On Wednesday night and into Thursday, hundreds of residents walked the streets to answer the appeal for calm. The unrest in poor, immigrant suburbs is only the latest to break out in Europe over the past decade following riots in Paris in 2005 and in London in 2011. But it has shocked both locals and those outside the rich northern country famous for its tolerance and generous welfare system known as the 'Swedish model,' a country also synonymous for its commitment to societal equality and justice.
Now, locals are wondering if Sweden has done any better than its European neighbors in assimilating its immigrant population, especially as administrations in the past two decades have been slowly dismantling the cradle-to-grave welfare benefits. That has led to rising income inequality that has hit the young and immigrants the hardest with unemployment running at 7% for the general population, and 16% among residents of foreign origin.

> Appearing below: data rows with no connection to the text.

//! Lexicon-based sentiment scoring
//!
//! The pipeline scores five text groups per page through the
//! [`SentimentScorer`] trait. [`LexiconScorer`] is the bundled
//! implementation; tests and callers may supply their own.

mod groups;
mod lexicon;
mod scorer;

pub use groups::{analyze, SentimentReport, TextGroups};
pub use lexicon::{MAX_WORD_SCORE, MIN_WORD_SCORE, NEGATORS};
pub use scorer::{tokenize, LexiconScorer};

use std::fmt;

/// Scores a piece of text
pub trait SentimentScorer {
    fn score(&self, text: &str) -> SentimentResult;
}

impl<S: SentimentScorer + ?Sized> SentimentScorer for &S {
    fn score(&self, text: &str) -> SentimentResult {
        (**self).score(text)
    }
}

/// Result of scoring one text group
#[derive(Debug, Clone, Default, PartialEq)]
pub struct SentimentResult {
    /// Sum of matched word scores
    pub score: i32,

    /// `score` divided by the token count, 0.0 for empty text
    pub comparative: f64,

    /// Every token the scorer saw, in order
    pub tokens: Vec<String>,

    /// Tokens found in the lexicon, in order
    pub words: Vec<String>,

    /// Matched tokens that contributed a positive score
    pub positive: Vec<String>,

    /// Matched tokens that contributed a negative score
    pub negative: Vec<String>,

    /// `(word, score)` per match, after negation
    pub calculation: Vec<(String, i32)>,
}

impl SentimentResult {
    /// Classification of this result's score
    pub fn label(&self) -> Label {
        Label::from_score(self.score)
    }
}

impl fmt::Display for SentimentResult {
    fn fmt(&self, f: &mut fmt::Formatter<'_>) -> fmt::Result {
        write!(
            f,
            "{{ score: {}, comparative: {:.4}, calculation: {:?}, tokens: {:?}, words: {:?}, \
             positive: {:?}, negative: {:?} }}",
            self.score,
            self.comparative,
            self.calculation,
            self.tokens,
            self.words,
            self.positive,
            self.negative
        )
    }
}

/// Three-way classification of a sentiment score
#[derive(Debug, Clone, Copy, PartialEq, Eq, Hash)]
pub enum Label {
    Positive,
    Negative,
    Neutral,
}

impl Label {
    /// `> 0` is positive, `< 0` negative, `0` neutral
    pub fn from_score(score: i32) -> Self {
        match score.signum() {
            1 => Self::Positive,
            -1 => Self::Negative,
            _ => Self::Neutral,
        }
    }

    pub fn as_str(&self) -> &'static str {
        match self {
            Self::Positive => "Positive",
            Self::Negative => "Negative",
            Self::Neutral => "Neutral",
        }
    }
}

impl fmt::Display for Label {
    fn fmt(&self, f: &mut fmt::Formatter<'_>) -> fmt::Result {
        f.write_str(self.as_str())
    }
}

Economic inequality poses a problem not only in Sweden but elsewhere. While rioting is a useless exercise in unrestrained freedom—accomplishing little than destroying the neighborhoods in which the immigrants themselves reside—it does in the end raise both questions and awareness of problems that newcomers to an old, existing culture face.

That the unemployment rate for newcomers is double that of the general population is an important number, and it ought not be dismissed out of hand. Whether it’s discrimination or a lack of skills and education, such areas need be looked at more carefully by the government. Social peace is closely linked to employment, since employed persons generally want to keep working and ensuring the stability of social, political and economic infrastructures. The short answer to the problem in Sweden and elsewhere in Europe and North America are jobs, and preferably well-paying and satisfying ones.